Read more: Variety’s Awards Circuit Predictions Hub
I’ve long believed that the importance of the Academy Awards is its ability to provide a snapshot of the world during a time in history, not only with what they reward, but what they don’t. The 14th annual Oscars in 1942 is significant in history because John Ford’s “How Green Was My Valley” bested Orson Welles’ “Citizen Kane,” the movie many consider the best ever made. Taking place three months after the bombing of Pearl Harbor on Dec. 7, 1941, Ford’s drama that depicts hope and a family seeking a better life hit at the right moment, where the country was in a passionate “Pro-America” mood.
Now the world is gazing upon the atrocities and war crimes happening in Ukraine, where the invasion began on Feb. 24, four days before Apple Original Films’ “CODA” won the SAG Award for cast ensemble. A joyful, loving cast that includes Emilia Jones, Marlee Matlin, Troy Kotsur, Eugenio Derbez and Daniel Durant brought smiles to all of our faces. How could you not see a sense of hope in a dark time with that cast?
This also happened right in the middle of final voting for the Producers Guild of America and BAFTA Awards, which both closed on March 8. Riding high, the goodwill for the $25 million Sundance purchase stayed intact, leading to a win at the PGA Awards this past weekend, and even though “CODA” was not nominated for best film at BAFTA, it won a very telling adapted screenplay prize.
In the world of the Oscars, timing is everything. Even Focus Features’ “Belfast,” which has been thought of as a positive, happier film, has an opening sequence with nine-year-old Buddy (played by Jude Hill) experiencing the outbreak of unrest in Northern Ireland.
“CODA” presented itself at the right time to a world that’s looking for some hope. Although Jane Campion’s “The Power of the Dog” is a gorgeously crafted, and exquisitely directed achievement, the dark, brooding Western doesn’t provide any semblance of hope for generations to latch onto, nor does it have too many lighter moments.
Siân Heder’s family drama that tells the story of a young girl trying to balance her love of music with her family’s economic future packs a wallop in its final 20 minutes, bringing even some critics of its simple approach to a puddle of tears.

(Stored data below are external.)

#[cfg(test)]
mod tests {
    use super::*;
    use crate::dom::ElementSnapshot;
    use crate::graph::node::ActionKind;

    fn action(id: &str) -> NodeSpec {
        NodeSpec::action(ActionKind::Click, format!("Click {}", id)).with_id(id)
    }

    fn chain(ids: &[&str]) -> ProcessGraph {
        let mut graph = ProcessGraph::default();
        for id in ids {
            graph.create_node(action(id)).unwrap();
        }
        for pair in ids.windows(2) {
            graph.add_edge(pair[0], pair[1], EdgeKind::Normal, None).unwrap();
        }
        graph
    }

    #[test]
    fn test_create_node_assigns_step_and_current() {
        let mut graph = ProcessGraph::default();
        let first = graph.create_node(NodeSpec::action(ActionKind::Navigate, "Open app")).unwrap().clone();
        assert_eq!(first.step, 1);
        assert!(first.id.starts_with("node-"));
        assert_eq!(first.state, NodeState::Recording);

        let second = graph.create_node(action("b")).unwrap();
        assert_eq!(second.step, 2);
        assert_eq!(graph.current_node_id(), Some("b"));
    }

    #[test]
    fn test_duplicate_node_rejected() {
        let mut graph = chain(&["a"]);
        assert!(matches!(graph.create_node(action("a")), Err(CaptureError::DuplicateNode(_))));
        assert_eq!(graph.len(), 1);
    }

    #[test]
    fn test_dangling_edge_leaves_graph_unchanged() {
        let mut graph = chain(&["a", "b"]);
        let before = graph.clone();
        let err = graph.add_edge("a", "missing", EdgeKind::Normal, None).unwrap_err();
        assert!(matches!(err, CaptureError::DanglingReference(_)));
        let err = graph.add_edge("ghost", "a", EdgeKind::Normal, None).unwrap_err();
        assert!(matches!(err, CaptureError::DanglingReference(_)));
        assert_eq!(graph, before);
    }

    #[test]
    fn test_update_missing_node_fails() {
        let mut graph = chain(&["a"]);
        let before = graph.clone();
        let err = graph.update_node("nope", NodePatch::default().describe("x")).unwrap_err();
        assert!(matches!(err, CaptureError::NodeNotFound(_)));
        assert_eq!(graph, before);
    }

    #[test]
    fn test_update_deep_merges_action_and_context() {
        let mut graph = chain(&["a"]);
        graph
            .update_node("a", NodePatch::default().url("https://example.com"))
            .unwrap();
        let node = graph.update_node("a", NodePatch::default().value("42")).unwrap();

        assert_eq!(node.action.description, "Click a");
        assert_eq!(node.action.value.as_deref(), Some("42"));
        assert_eq!(node.context.url.as_deref(), Some("https://example.com"));
    }

    #[test]
    fn test_update_element_resolves_selectors() {
        let mut graph = chain(&["a"]);
        let patch = NodePatch {
            element: Some(ElementSnapshot::new("button").with_attribute("data-testid", "pay")),
            ..Default::default()
        };
        let node = graph.update_node("a", patch).unwrap();
        assert_eq!(node.selectors().unwrap().best().value, "pay");
    }

    #[test]
    fn test_locked_node_rejects_updates() {
        let mut graph = chain(&["a"]);
        graph.lock_node("a").unwrap();
        let err = graph.update_node("a", NodePatch::default().describe("x")).unwrap_err();
        assert!(matches!(err, CaptureError::NodeLocked(_)));
        assert!(matches!(graph.mark_important("a", true), Err(CaptureError::NodeLocked(_))));
    }

    #[test]
    fn test_delete_node_removes_incident_edges_and_branch_targets() {
        let mut graph = chain(&["a", "b", "c"]);
        graph.create_node(NodeSpec::decision("Approved?").with_id("d")).unwrap();
        graph.add_branch("d", "yes", "Approved", Some("b")).unwrap();

        let removed = graph.delete_node("b").unwrap();
        assert_eq!(removed.id, "b");
        assert!(graph.edges().iter().all(|e| !e.is_incident("b")));
        assert!(graph.node("d").unwrap().branches[0].is_open());
        assert_eq!(graph.current_node_id(), Some("d"));
        graph.validate().unwrap();
    }

    #[test]
    fn test_decision_edges_bind_to_branches() {
        let mut graph = chain(&["a", "e", "f"]);
        graph
            .create_node(
                NodeSpec::decision("Stock available?")
                    .with_id("d")
                    .with_branch(Branch::new("in_stock", "In stock")),
            )
            .unwrap();

        let edge = graph.add_edge("d", "e", EdgeKind::Normal, None).unwrap().clone();
        assert_eq!(edge.kind, EdgeKind::Branch);
        assert_eq!(edge.condition.as_deref(), Some("in_stock"));

        graph.add_edge("d", "f", EdgeKind::Normal, Some("out_of_stock".to_string())).unwrap();
        let decision = graph.node("d").unwrap();
        assert_eq!(decision.branches.len(), 2);
        assert_eq!(decision.branch_to("f").unwrap().condition, "out_of_stock");
        graph.validate().unwrap();
    }

    #[test]
    fn test_add_branch_requires_decision() {
        let mut graph = chain(&["a", "b"]);
        assert!(matches!(
            graph.add_branch("a", "x", "x", None),
            Err(CaptureError::InvalidOperation(_))
        ));
        graph.create_node(NodeSpec::decision("?").with_id("d")).unwrap();
        assert!(matches!(
            graph.add_branch("d", "x", "x", Some("zzz")),
            Err(CaptureError::DanglingReference(_))
        ));
        let branch = graph.add_branch("d", "x", "Go to b", Some("b")).unwrap().clone();
        assert_eq!(branch.next_node_id.as_deref(), Some("b"));
        assert_eq!(graph.outgoing("d").count(), 1);
    }

    #[test]
    fn test_replacing_branches_reconciles_edges() {
        let mut graph = chain(&["a", "b", "c"]);
        graph.create_node(NodeSpec::decision("?").with_id("d")).unwrap();
        graph.add_branch("d", "one", "One", Some("a")).unwrap();
        graph.add_branch("d", "two", "Two", Some("b")).unwrap();
        let kept_edge = graph.outgoing("d").next().unwrap().id.clone();

        let branches = vec![Branch::new("uno", "Uno").to("a"), Branch::new("tres", "Tres").to("c")];
        graph.update_node("d", NodePatch::default().branches(branches)).unwrap();

        let outgoing: Vec<&Edge> = graph.outgoing("d").collect();
        assert_eq!(outgoing.len(), 2);
        assert_eq!(outgoing[0].id, kept_edge);
        assert_eq!(outgoing[0].condition.as_deref(), Some("uno"));
        assert_eq!(outgoing[1].to, "c");
        graph.validate().unwrap();
    }

    #[test]
    fn test_type_change_guard() {
        let mut graph = chain(&["a", "b"]);
        let patch = NodePatch {
            node_type: Some(NodeType::Decision),
            ..Default::default()
        };
        assert!(matches!(graph.update_node("a", patch.clone()), Err(CaptureError::InvalidOperation(_))));
        let node = graph.update_node("b", patch).unwrap();
        assert!(node.is_decision());
    }

    #[test]
    fn test_mark_important_toggles_type() {
        let mut graph = chain(&["a"]);
        assert_eq!(graph.mark_important("a", true).unwrap().node_type, NodeType::MarkedAction);
        assert_eq!(graph.mark_important("a", false).unwrap().node_type, NodeType::Action);
    }

    #[test]
    fn test_update_important_toggles_type() {
        let mut graph = chain(&["a"]);
        let patch = NodePatch { important: Some(true), ..Default::default() };
        let node = graph.update_node("a", patch).unwrap();
        assert!(node.important);
        assert_eq!(node.node_type, NodeType::MarkedAction);

        let patch = NodePatch { important: Some(false), ..Default::default() };
        assert_eq!(graph.update_node("a", patch).unwrap().node_type, NodeType::Action);

        graph.create_node(NodeSpec::decision("Paid?").with_id("d")).unwrap();
        let patch = NodePatch { important: Some(true), ..Default::default() };
        let node = graph.update_node("d", patch).unwrap();
        assert!(node.important);
        assert_eq!(node.node_type, NodeType::Decision);
    }

    #[test]
    fn test_close_node_once() {
        let mut graph = chain(&["a"]);
        assert_eq!(graph.close_node("a", Vec::new()).unwrap().state, NodeState::Closed);
        assert!(matches!(graph.close_node("a", Vec::new()), Err(CaptureError::InvalidOperation(_))));
        graph.mark_exported(["a"]);
        assert_eq!(graph.node("a").unwrap().state, NodeState::Exported);
    }

    #[test]
    fn test_json_roundtrip() {
        let mut graph = chain(&["a", "b"]);
        graph.create_node(NodeSpec::decision("?").with_id("d")).unwrap();
        graph.add_branch("d", "retry", "Retry", Some("a")).unwrap();
        graph.add_branch("d", "later", "Later", None).unwrap();
        graph.set_session_state(Some(SessionState::default()));

        let json = graph.to_json().unwrap();
        let back = ProcessGraph::from_json(&json).unwrap();
        assert_eq!(back, graph);
    }

    #[test]
    fn test_from_json_rejects_broken_documents() {
        let graph = chain(&["a", "b"]);
        let mut doc: serde_json::Value = serde_json::from_str(&graph.to_json().unwrap()).unwrap();
        doc["edges"][0]["to"] = serde_json::json!("ghost");
        let err = ProcessGraph::from_json(&doc.to_string()).unwrap_err();
        assert!(matches!(err, CaptureError::InvalidGraph(_)));
    }

    #[test]
    fn test_clear_keeps_metadata() {
        let mut graph = chain(&["a", "b"]);
        graph.rename("Invoice approval");
        graph.clear();
        assert!(graph.is_empty());
        assert!(graph.edges().is_empty());
        assert_eq!(graph.metadata().name, "Invoice approval");
    }
}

In the early 2000s, the Oscars were in a trend of rewarding films with tinges of death, depression, racism and violence, illustrated by best picture winners such as “Million Dollar Baby” (2004), “Crash” (2005), “The Departed” (2006) and “No Country for Old Men” (2007). While taking a break with uplifting material like “Slumdog Millionaire” (2008), they slid back into bleaker selections like “The Hurt Locker” (2010), “12 Years a Slave” (2013), “Spotlight” (2015) and arguably “Parasite” and “Nomadland.”
Speaking with multiple AMPAS members over the past six days of voting, one thing is for certain, it’s going to be a photo-finish in many categories, with some surprises lurking in the wings.
Final Oscar predictions will be revealed on Thursday, ahead of Sunday’s ceremony. Warner Bros’ “Dune” is expected to win the most prizes, and we could see some record-breaking moments like Billie Eilish becoming the second youngest original song winner ever (behind Marketa Irglova, the Czech-Icelandic songwriter who co-wrote “Falling Slowly” for “Once”) or Lin-Manuel Miranda becoming our newest EGOT recipient, the “fastest” to ever achieve it.